*** Block opens ***
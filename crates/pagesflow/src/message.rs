use colored::Colorize;
use pagesflow_core::{MessageLevel, MessageSink};

/// 端末へメッセージを出力する
pub struct TerminalSink;

impl MessageSink for TerminalSink {
    fn add(&self, level: MessageLevel, text: &str) {
        match level {
            MessageLevel::Status => println!("{} {}", "✓".green(), text.green().bold()),
            MessageLevel::Error => eprintln!("{} {}", "✗".red(), text.red()),
        }
    }
}
use crate::message::TerminalSink;
use crate::utils;
use colored::Colorize;
use pagesflow_cloudflare::TokioRunner;
use pagesflow_config::{ConfigStore, DeployRecord, StateManager};
use pagesflow_core::{DeployError, DeployOutcome, Deployer};
use std::path::Path;
use std::sync::Arc;

pub async fn handle(config_dir: &Path) -> anyhow::Result<DeployOutcome> {
    let store = ConfigStore::new(config_dir);
    let sync = store.load_sync()?.with_env_overrides();
    let tools = store.load_tools()?;

    // 1. 設定の確認（プロセス起動前に失敗させる）
    let missing = sync.missing();
    if !missing.is_empty() {
        utils::print_missing_settings(&missing);
        return Err(anyhow::anyhow!(
            "必須設定が未入力です: {}",
            missing.join(", ")
        ));
    }

    // 同じ設定スコープでの生成・デプロイは同時に1つまで
    let state_manager = StateManager::new(config_dir);
    let lock = state_manager.acquire_lock().await?;

    // 2. 静的サイトが生成済みか（ロック取得後に読む）
    let state = state_manager.load().await?;
    if !state.generation_completed {
        return Err(anyhow::anyhow!(
            "静的サイトがまだ生成されていません。先に `pagesflow generate` を実行してください"
        ));
    }

    // 3. アップロード対象ディレクトリ
    let content_path = utils::static_content_path(&tools)?;
    if !content_path.is_dir() {
        return Err(anyhow::anyhow!(
            "静的コンテンツのディレクトリが見つかりません: {}",
            content_path.display()
        ));
    }

    let config = utils::deploy_config(&sync, content_path);

    println!("{}", "デプロイを開始します...".blue().bold());
    println!("プロジェクト: {}", config.project_name.cyan());
    println!("対象: {}", utils::display_path(&config.content_path));

    let deployer = Deployer::new(TokioRunner, utils::publish_tool(&tools), Arc::new(TerminalSink))
        .with_timeout(tools.deploy_timeout());

    let outcome = match deployer.deploy(&config).await {
        Ok(outcome) => outcome,
        Err(DeployError::MissingSetting(setting)) => {
            lock.release().await?;
            return Err(anyhow::anyhow!("必須設定が未入力です: {}", setting));
        }
    };
    tracing::debug!("Publisher output:\n{}", outcome.raw_output);

    // デプロイ中に書き換えられていても上書きしないよう読み直す
    let mut state = state_manager.load().await?;
    state.record_deploy(DeployRecord::now(
        &config.project_name,
        outcome.success,
        outcome.exit_code,
        outcome.kind,
    ));
    state_manager.save(&state).await?;
    lock.release().await?;

    Ok(outcome)
}
//! Process runner abstraction

use crate::error::RunError;
use crate::invocation::Invocation;
use async_trait::async_trait;

/// What a finished child process left behind
#[derive(Debug, Clone, PartialEq, Eq, Default)]
pub struct ProcessOutput {
    /// `None` when the process was terminated by a signal
    pub exit_code: Option<i32>,
    /// stdout followed by stderr
    pub output: String,
}

impl ProcessOutput {
    pub fn new(exit_code: Option<i32>, output: impl Into<String>) -> Self {
        Self {
            exit_code,
            output: output.into(),
        }
    }

    pub fn success(&self) -> bool {
        self.exit_code == Some(0)
    }
}

/// Runs one external program to completion
///
/// Implementations must honor [`Invocation::timeout`] and must not pass
/// the invocation through a shell.
#[async_trait]
pub trait ProcessRunner: Send + Sync {
    async fn run(&self, invocation: &Invocation) -> Result<ProcessOutput, RunError>;
}

#[async_trait]
impl<T: ProcessRunner + ?Sized> ProcessRunner for std::sync::Arc<T> {
    async fn run(&self, invocation: &Invocation) -> Result<ProcessOutput, RunError> {
        (**self).run(invocation).await
    }
}
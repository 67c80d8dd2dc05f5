//! Static site generation
//!
//! The crawl itself belongs to an external generator. This module only
//! defines the contract and a runner-backed implementation that shells out
//! to the generator command.

use crate::error::GenerateError;
use crate::invocation::Invocation;
use crate::runner::ProcessRunner;
use async_trait::async_trait;
use std::time::Duration;

/// Placeholder replaced by the base URL in generator arguments
pub const BASE_URL_PLACEHOLDER: &str = "{base_url}";

/// Summary of a finished generation run
#[derive(Debug, Clone, PartialEq, Eq)]
pub struct GenerationReport {
    pub base_url: String,
    pub output: String,
}

#[async_trait]
pub trait StaticGenerator: Send + Sync {
    /// Crawl the site at `base_url` and write static files
    async fn generate(&self, base_url: &str) -> Result<GenerationReport, GenerateError>;
}

/// Generator that runs an external command, e.g. `drush tome:static`
pub struct CommandGenerator<R> {
    runner: R,
    program: String,
    args: Vec<String>,
    timeout: Option<Duration>,
}

impl<R: ProcessRunner> CommandGenerator<R> {
    pub fn new(runner: R, program: impl Into<String>, args: Vec<String>) -> Self {
        Self {
            runner,
            program: program.into(),
            args,
            timeout: None,
        }
    }

    pub fn with_timeout(mut self, timeout: Option<Duration>) -> Self {
        self.timeout = timeout;
        self
    }

    pub fn invocation(&self, base_url: &str) -> Invocation {
        Invocation::new(&self.program)
            .args(
                self.args
                    .iter()
                    .map(|a| a.replace(BASE_URL_PLACEHOLDER, base_url)),
            )
            .with_timeout(self.timeout)
    }
}

#[async_trait]
impl<R: ProcessRunner> StaticGenerator for CommandGenerator<R> {
    async fn generate(&self, base_url: &str) -> Result<GenerationReport, GenerateError> {
        if base_url.trim().is_empty() {
            return Err(GenerateError::EmptyBaseUrl);
        }

        let invocation = self.invocation(base_url);
        tracing::info!("Generating static site from {}", base_url);
        tracing::debug!("Running: {}", invocation.command_line());

        let output = self.runner.run(&invocation).await?;
        if !output.success() {
            return Err(GenerateError::Failed {
                code: output.exit_code.unwrap_or(-1),
                output: output.output,
            });
        }

        Ok(GenerationReport {
            base_url: base_url.to_string(),
            output: output.output,
        })
    }
}

#[cfg(test)]
mod tests {
    use super::*;
    use crate::error::RunError;
    use crate::runner::ProcessOutput;
    use std::sync::Mutex;

    struct FixedRunner {
        exit_code: i32,
        seen: Mutex<Option<Invocation>>,
    }

    #[async_trait]
    impl ProcessRunner for FixedRunner {
        async fn run(&self, invocation: &Invocation) -> Result<ProcessOutput, RunError> {
            *self.seen.lock().unwrap() = Some(invocation.clone());
            Ok(ProcessOutput::new(Some(self.exit_code), "Generated 12 pages"))
        }
    }

    fn generator(exit_code: i32) -> CommandGenerator<FixedRunner> {
        CommandGenerator::new(
            FixedRunner {
                exit_code,
                seen: Mutex::new(None),
            },
            "drush",
            vec![
                "tome:static".to_string(),
                "--uri={base_url}".to_string(),
                "--yes".to_string(),
            ],
        )
    }

    #[tokio::test]
    async fn test_base_url_is_substituted() {
        let generator = generator(0);
        let report = generator.generate("https://127.0.0.1/").await.unwrap();

        assert_eq!(report.base_url, "https://127.0.0.1/");
        assert_eq!(report.output, "Generated 12 pages");

        let seen = generator.runner.seen.lock().unwrap().clone().unwrap();
        assert_eq!(
            seen.command_line(),
            "drush tome:static --uri=https://127.0.0.1/ --yes"
        );
    }

    #[tokio::test]
    async fn test_non_zero_exit_fails() {
        let result = generator(3).generate("https://127.0.0.1/").await;
        assert!(matches!(result, Err(GenerateError::Failed { code: 3, .. })));
    }

    #[tokio::test]
    async fn test_empty_base_url_is_rejected() {
        let generator = generator(0);
        let result = generator.generate(" ").await;

        assert!(matches!(result, Err(GenerateError::EmptyBaseUrl)));
        assert!(generator.runner.seen.lock().unwrap().is_none());
    }
}
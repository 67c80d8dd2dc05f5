//! tokio-backed process runner

use async_trait::async_trait;
use pagesflow_core::{Invocation, ProcessOutput, ProcessRunner, RunError};
use std::process::Stdio;
use tokio::process::Command;

/// Runs invocations as real child processes
///
/// stdout and stderr are captured in full and joined (stdout first). On
/// Unix the child leads its own process group. When the invocation's
/// timeout expires, or Ctrl-C arrives, the whole group is killed so that
/// processes the tool started itself (npx → node) stop with it.
#[derive(Debug, Clone, Copy, Default)]
pub struct TokioRunner;

impl TokioRunner {
    pub fn new() -> Self {
        Self
    }
}

#[async_trait]
impl ProcessRunner for TokioRunner {
    async fn run(&self, invocation: &Invocation) -> Result<ProcessOutput, RunError> {
        let mut cmd = Command::new(&invocation.program);
        cmd.args(&invocation.args);
        cmd.envs(invocation.envs.iter().map(|(k, v)| (k.as_str(), v.as_str())));
        cmd.stdin(Stdio::null());
        cmd.stdout(Stdio::piped());
        cmd.stderr(Stdio::piped());
        cmd.kill_on_drop(true);
        #[cfg(unix)]
        cmd.process_group(0);

        tracing::debug!("Spawning: {}", invocation.command_line());

        let child = cmd.spawn().map_err(|source| RunError::Spawn {
            program: invocation.program.clone(),
            source,
        })?;
        let pid = child.id();

        let deadline = async {
            match invocation.timeout {
                Some(limit) => tokio::time::sleep(limit).await,
                None => std::future::pending::<()>().await,
            }
        };

        // Returning early drops the wait future, which kills the child (kill_on_drop)
        let result = tokio::select! {
            result = child.wait_with_output() => result,
            _ = deadline => {
                kill_process_group(pid);
                let after = invocation.timeout.unwrap_or_default();
                tracing::warn!("{} timed out after {}s", invocation.program, after.as_secs());
                return Err(RunError::Timeout {
                    program: invocation.program.clone(),
                    after,
                });
            }
            Ok(()) = tokio::signal::ctrl_c() => {
                kill_process_group(pid);
                tracing::warn!("{} interrupted", invocation.program);
                return Err(RunError::Interrupted {
                    program: invocation.program.clone(),
                });
            }
        };

        let output = result.map_err(|source| RunError::Wait {
            program: invocation.program.clone(),
            source,
        })?;

        let mut combined = String::from_utf8_lossy(&output.stdout).into_owned();
        combined.push_str(&String::from_utf8_lossy(&output.stderr));

        Ok(ProcessOutput::new(output.status.code(), combined))
    }
}

/// Kill the process group led by `pid`
#[cfg(unix)]
fn kill_process_group(pid: Option<u32>) {
    let Some(pgid) = pid.and_then(|pid| libc::pid_t::try_from(pid).ok()) else {
        return;
    };
    // SAFETY: killpg only sends a signal; the group was created for this child
    let ret = unsafe { libc::killpg(pgid, libc::SIGKILL) };
    if ret != 0 {
        tracing::debug!(
            "killpg({}) failed: {}",
            pgid,
            std::io::Error::last_os_error()
        );
    }
}

/// The wait future's drop kills the direct child (kill_on_drop)
#[cfg(not(unix))]
fn kill_process_group(_pid: Option<u32>) {}
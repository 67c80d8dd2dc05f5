//! pagesflow deploy core
//!
//! This crate turns a validated set of Cloudflare Pages settings into a
//! single invocation of the publishing tool and reports what happened.
//!
//! # Architecture
//!
//! ```text
//! ┌─────────────────────────────────────────────────┐
//! │                  pagesflow CLI                   │
//! │        (pagesflow generate / deploy)             │
//! └─────────────────┬───────────────────────────────┘
//!                   │
//! ┌─────────────────▼───────────────────────────────┐
//! │                pagesflow-core                    │
//! │  ┌──────────────┐  ┌──────────────────────────┐ │
//! │  │   Deployer   │──▶  trait ProcessRunner     │ │
//! │  └──────┬───────┘  └──────────────────────────┘ │
//! │         │          ┌──────────────────────────┐ │
//! │         └──────────▶  trait MessageSink       │ │
//! │                    └──────────────────────────┘ │
//! └─────────────────┬───────────────────────────────┘
//!                   │
//! ┌─────────────────▼───────────────────────────────┐
//! │  pagesflow-cloudflare (tokio process runner)     │
//! └─────────────────────────────────────────────────┘
//! ```
//!
//! # Example
//!
//! ```ignore
//! use pagesflow_core::{DeployConfig, Deployer, PublishTool};
//!
//! let deployer = Deployer::new(runner, PublishTool::wrangler(), sink);
//! match deployer.deploy(&config).await {
//!     Ok(outcome) => println!("{}", outcome.message),
//!     Err(e) => eprintln!("{e}"),
//! }
//! ```

pub mod config;
pub mod deployer;
pub mod error;
pub mod generator;
pub mod invocation;
pub mod message;
pub mod outcome;
pub mod runner;

pub use config::{ApiToken, DeployConfig, Setting};
pub use deployer::Deployer;
pub use error::{DeployError, GenerateError, Result, RunError};
pub use generator::{CommandGenerator, GenerationReport, StaticGenerator};
pub use invocation::{Invocation, PublishTool};
pub use message::{MemorySink, MessageLevel, MessageSink};
pub use outcome::{DeployOutcome, OutcomeKind, SPAWN_FAILURE_EXIT_CODE};
pub use runner::{ProcessOutput, ProcessRunner};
*** Block closes ***
**Task goal**
Nothing but lines that contain "MessageLevel" should appear in the answer. Copy each from the records.

**Exercise result**
use pagesflow_core::{MessageLevel, MessageSink};
    fn add(&self, level: MessageLevel, text: &str) {
            MessageLevel::Status => println!("{} {}", "✓".green(), text.green().bold()),
            MessageLevel::Error => eprintln!("{} {}", "✗".red(), text.red()),
pub use message::{MemorySink, MessageLevel, MessageSink};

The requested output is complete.